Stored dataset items
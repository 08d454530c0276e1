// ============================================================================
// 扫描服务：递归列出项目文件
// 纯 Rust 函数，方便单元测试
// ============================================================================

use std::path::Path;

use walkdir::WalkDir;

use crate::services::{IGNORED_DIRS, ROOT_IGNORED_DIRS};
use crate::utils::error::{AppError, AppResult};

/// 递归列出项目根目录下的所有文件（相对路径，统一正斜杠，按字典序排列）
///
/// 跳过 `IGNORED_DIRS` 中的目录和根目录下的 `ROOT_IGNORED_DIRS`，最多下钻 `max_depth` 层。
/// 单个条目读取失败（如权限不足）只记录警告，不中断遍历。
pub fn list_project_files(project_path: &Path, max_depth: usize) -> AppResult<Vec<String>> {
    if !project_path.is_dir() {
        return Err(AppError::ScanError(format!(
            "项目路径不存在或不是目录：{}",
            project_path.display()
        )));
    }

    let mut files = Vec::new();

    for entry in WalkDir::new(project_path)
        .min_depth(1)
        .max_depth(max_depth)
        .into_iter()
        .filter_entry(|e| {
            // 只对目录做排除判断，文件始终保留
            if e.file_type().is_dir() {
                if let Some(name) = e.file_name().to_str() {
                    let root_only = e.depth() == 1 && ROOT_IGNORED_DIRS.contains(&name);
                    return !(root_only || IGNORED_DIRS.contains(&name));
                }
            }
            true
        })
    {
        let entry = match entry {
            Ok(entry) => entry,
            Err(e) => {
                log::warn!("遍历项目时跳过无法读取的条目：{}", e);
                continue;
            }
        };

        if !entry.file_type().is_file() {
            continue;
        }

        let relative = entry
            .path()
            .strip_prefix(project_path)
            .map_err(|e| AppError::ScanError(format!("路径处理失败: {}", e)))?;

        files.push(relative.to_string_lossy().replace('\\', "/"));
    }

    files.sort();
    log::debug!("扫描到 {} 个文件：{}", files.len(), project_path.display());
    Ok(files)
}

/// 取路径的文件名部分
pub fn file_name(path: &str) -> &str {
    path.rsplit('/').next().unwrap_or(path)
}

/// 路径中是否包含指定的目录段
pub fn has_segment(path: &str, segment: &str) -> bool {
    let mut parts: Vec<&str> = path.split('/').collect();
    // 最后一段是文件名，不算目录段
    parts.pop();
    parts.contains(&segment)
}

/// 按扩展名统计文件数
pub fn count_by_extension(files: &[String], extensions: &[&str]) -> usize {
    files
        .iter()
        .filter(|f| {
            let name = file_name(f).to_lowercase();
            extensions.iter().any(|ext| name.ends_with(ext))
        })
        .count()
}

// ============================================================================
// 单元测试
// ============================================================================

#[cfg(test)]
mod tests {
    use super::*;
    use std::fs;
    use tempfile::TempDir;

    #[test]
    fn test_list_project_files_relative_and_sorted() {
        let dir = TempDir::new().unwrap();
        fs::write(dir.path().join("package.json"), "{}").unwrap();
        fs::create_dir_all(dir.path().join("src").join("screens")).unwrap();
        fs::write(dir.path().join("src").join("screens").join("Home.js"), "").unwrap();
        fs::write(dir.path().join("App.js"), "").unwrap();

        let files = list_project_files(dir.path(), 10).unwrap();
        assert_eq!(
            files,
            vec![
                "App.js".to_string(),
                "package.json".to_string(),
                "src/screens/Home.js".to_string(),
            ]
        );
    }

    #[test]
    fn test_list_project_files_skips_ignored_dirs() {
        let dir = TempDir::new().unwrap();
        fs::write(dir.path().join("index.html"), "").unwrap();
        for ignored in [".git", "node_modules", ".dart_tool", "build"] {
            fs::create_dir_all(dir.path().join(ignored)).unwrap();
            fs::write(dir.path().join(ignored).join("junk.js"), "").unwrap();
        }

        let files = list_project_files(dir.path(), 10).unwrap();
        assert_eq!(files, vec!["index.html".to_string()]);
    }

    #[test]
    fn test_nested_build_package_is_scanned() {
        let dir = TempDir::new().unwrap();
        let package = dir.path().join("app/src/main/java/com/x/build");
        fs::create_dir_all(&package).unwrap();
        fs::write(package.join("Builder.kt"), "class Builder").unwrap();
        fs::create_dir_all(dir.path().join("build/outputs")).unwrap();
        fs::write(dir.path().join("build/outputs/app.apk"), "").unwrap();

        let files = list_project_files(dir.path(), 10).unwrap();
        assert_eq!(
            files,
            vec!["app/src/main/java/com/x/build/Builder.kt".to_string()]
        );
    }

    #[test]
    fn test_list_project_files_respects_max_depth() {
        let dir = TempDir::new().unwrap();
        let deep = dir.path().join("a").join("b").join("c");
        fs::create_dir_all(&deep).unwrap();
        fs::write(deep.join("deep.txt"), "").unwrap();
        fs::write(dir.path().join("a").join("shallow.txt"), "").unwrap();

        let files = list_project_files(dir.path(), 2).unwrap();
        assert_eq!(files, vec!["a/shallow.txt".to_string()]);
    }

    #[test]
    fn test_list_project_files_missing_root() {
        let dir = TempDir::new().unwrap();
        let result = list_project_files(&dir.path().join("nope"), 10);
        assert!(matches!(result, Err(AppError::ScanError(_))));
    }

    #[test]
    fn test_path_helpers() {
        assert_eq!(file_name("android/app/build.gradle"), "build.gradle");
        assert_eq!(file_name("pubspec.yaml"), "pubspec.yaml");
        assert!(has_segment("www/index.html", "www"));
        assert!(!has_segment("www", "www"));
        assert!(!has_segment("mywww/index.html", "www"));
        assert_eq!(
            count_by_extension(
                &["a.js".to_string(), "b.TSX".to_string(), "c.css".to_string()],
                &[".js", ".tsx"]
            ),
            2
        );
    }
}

■ What is expected ■
Could you restate every entry above word for word?

■ Exercise solution ■
repository 08d454530c0276e1
// ============================================================================
// 扫描服务：递归列出项目文件
// 纯 Rust 函数，方便单元测试
// ============================================================================

use std::path::Path;

use walkdir::WalkDir;

use crate::services::{IGNORED_DIRS, ROOT_IGNORED_DIRS};
use crate::utils::error::{AppError, AppResult};

/// 递归列出项目根目录下的所有文件（相对路径，统一正斜杠，按字典序排列）
///
/// 跳过 `IGNORED_DIRS` 中的目录和根目录下的 `ROOT_IGNORED_DIRS`，最多下钻 `max_depth` 层。
/// 单个条目读取失败（如权限不足）只记录警告，不中断遍历。
pub fn list_project_files(project_path: &Path, max_depth: usize) -> AppResult<Vec<String>> {
    if !project_path.is_dir() {
        return Err(AppError::ScanError(format!(
            "项目路径不存在或不是目录：{}",
            project_path.display()
        )));
    }

    let mut files = Vec::new();

    for entry in WalkDir::new(project_path)
        .min_depth(1)
        .max_depth(max_depth)
        .into_iter()
        .filter_entry(|e| {
            // 只对目录做排除判断，文件始终保留
            if e.file_type().is_dir() {
                if let Some(name) = e.file_name().to_str() {
                    let root_only = e.depth() == 1 && ROOT_IGNORED_DIRS.contains(&name);
                    return !(root_only || IGNORED_DIRS.contains(&name));
                }
            }
            true
        })
    {
        let entry = match entry {
            Ok(entry) => entry,
            Err(e) => {
                log::warn!("遍历项目时跳过无法读取的条目：{}", e);
                continue;
            }
        };

        if !entry.file_type().is_file() {
            continue;
        }

        let relative = entry
            .path()
            .strip_prefix(project_path)
            .map_err(|e| AppError::ScanError(format!("路径处理失败: {}", e)))?;

        files.push(relative.to_string_lossy().replace('\\', "/"));
    }

    files.sort();
    log::debug!("扫描到 {} 个文件：{}", files.len(), project_path.display());
    Ok(files)
}

/// 取路径的文件名部分
pub fn file_name(path: &str) -> &str {
    path.rsplit('/').next().unwrap_or(path)
}

/// 路径中是否包含指定的目录段
pub fn has_segment(path: &str, segment: &str) -> bool {
    let mut parts: Vec<&str> = path.split('/').collect();
    // 最后一段是文件名，不算目录段
    parts.pop();
    parts.contains(&segment)
}

/// 按扩展名统计文件数
pub fn count_by_extension(files: &[String], extensions: &[&str]) -> usize {
    files
        .iter()
        .filter(|f| {
            let name = file_name(f).to_lowercase();
            extensions.iter().any(|ext| name.ends_with(ext))
        })
        .count()
}

// ============================================================================
// 单元测试
// ============================================================================

#[cfg(test)]
mod tests {
    use super::*;
    use std::fs;
    use tempfile::TempDir;

    #[test]
    fn test_list_project_files_relative_and_sorted() {
        let dir = TempDir::new().unwrap();
        fs::write(dir.path().join("package.json"), "{}").unwrap();
        fs::create_dir_all(dir.path().join("src").join("screens")).unwrap();
        fs::write(dir.path().join("src").join("screens").join("Home.js"), "").unwrap();
        fs::write(dir.path().join("App.js"), "").unwrap();

        let files = list_project_files(dir.path(), 10).unwrap();
        assert_eq!(
            files,
            vec![
                "App.js".to_string(),
                "package.json".to_string(),
                "src/screens/Home.js".to_string(),
            ]
        );
    }

    #[test]
    fn test_list_project_files_skips_ignored_dirs() {
        let dir = TempDir::new().unwrap();
        fs::write(dir.path().join("index.html"), "").unwrap();
        for ignored in [".git", "node_modules", ".dart_tool", "build"] {
            fs::create_dir_all(dir.path().join(ignored)).unwrap();
            fs::write(dir.path().join(ignored).join("junk.js"), "").unwrap();
        }

        let files = list_project_files(dir.path(), 10).unwrap();
        assert_eq!(files, vec!["index.html".to_string()]);
    }

    #[test]
    fn test_nested_build_package_is_scanned() {
        let dir = TempDir::new().unwrap();
        let package = dir.path().join("app/src/main/java/com/x/build");
        fs::create_dir_all(&package).unwrap();
        fs::write(package.join("Builder.kt"), "class Builder").unwrap();
        fs::create_dir_all(dir.path().join("build/outputs")).unwrap();
        fs::write(dir.path().join("build/outputs/app.apk"), "").unwrap();

        let files = list_project_files(dir.path(), 10).unwrap();
        assert_eq!(
            files,
            vec!["app/src/main/java/com/x/build/Builder.kt".to_string()]
        );
    }

    #[test]
    fn test_list_project_files_respects_max_depth() {
        let dir = TempDir::new().unwrap();
        let deep = dir.path().join("a").join("b").join("c");
        fs::create_dir_all(&deep).unwrap();
        fs::write(deep.join("deep.txt"), "").unwrap();
        fs::write(dir.path().join("a").join("shallow.txt"), "").unwrap();

        let files = list_project_files(dir.path(), 2).unwrap();
        assert_eq!(files, vec!["a/shallow.txt".to_string()]);
    }

    #[test]
    fn test_list_project_files_missing_root() {
        let dir = TempDir::new().unwrap();
        let result = list_project_files(&dir.path().join("nope"), 10);
        assert!(matches!(result, Err(AppError::ScanError(_))));
    }

    #[test]
    fn test_path_helpers() {
        assert_eq!(file_name("android/app/build.gradle"), "build.gradle");
        assert_eq!(file_name("pubspec.yaml"), "pubspec.yaml");
        assert!(has_segment("www/index.html", "www"));
        assert!(!has_segment("www", "www"));
        assert!(!has_segment("mywww/index.html", "www"));
        assert_eq!(
            count_by_extension(
                &["a.js".to_string(), "b.TSX".to_string(), "c.css".to_string()],
                &[".js", ".tsx"]
            ),
            2
        );
    }
}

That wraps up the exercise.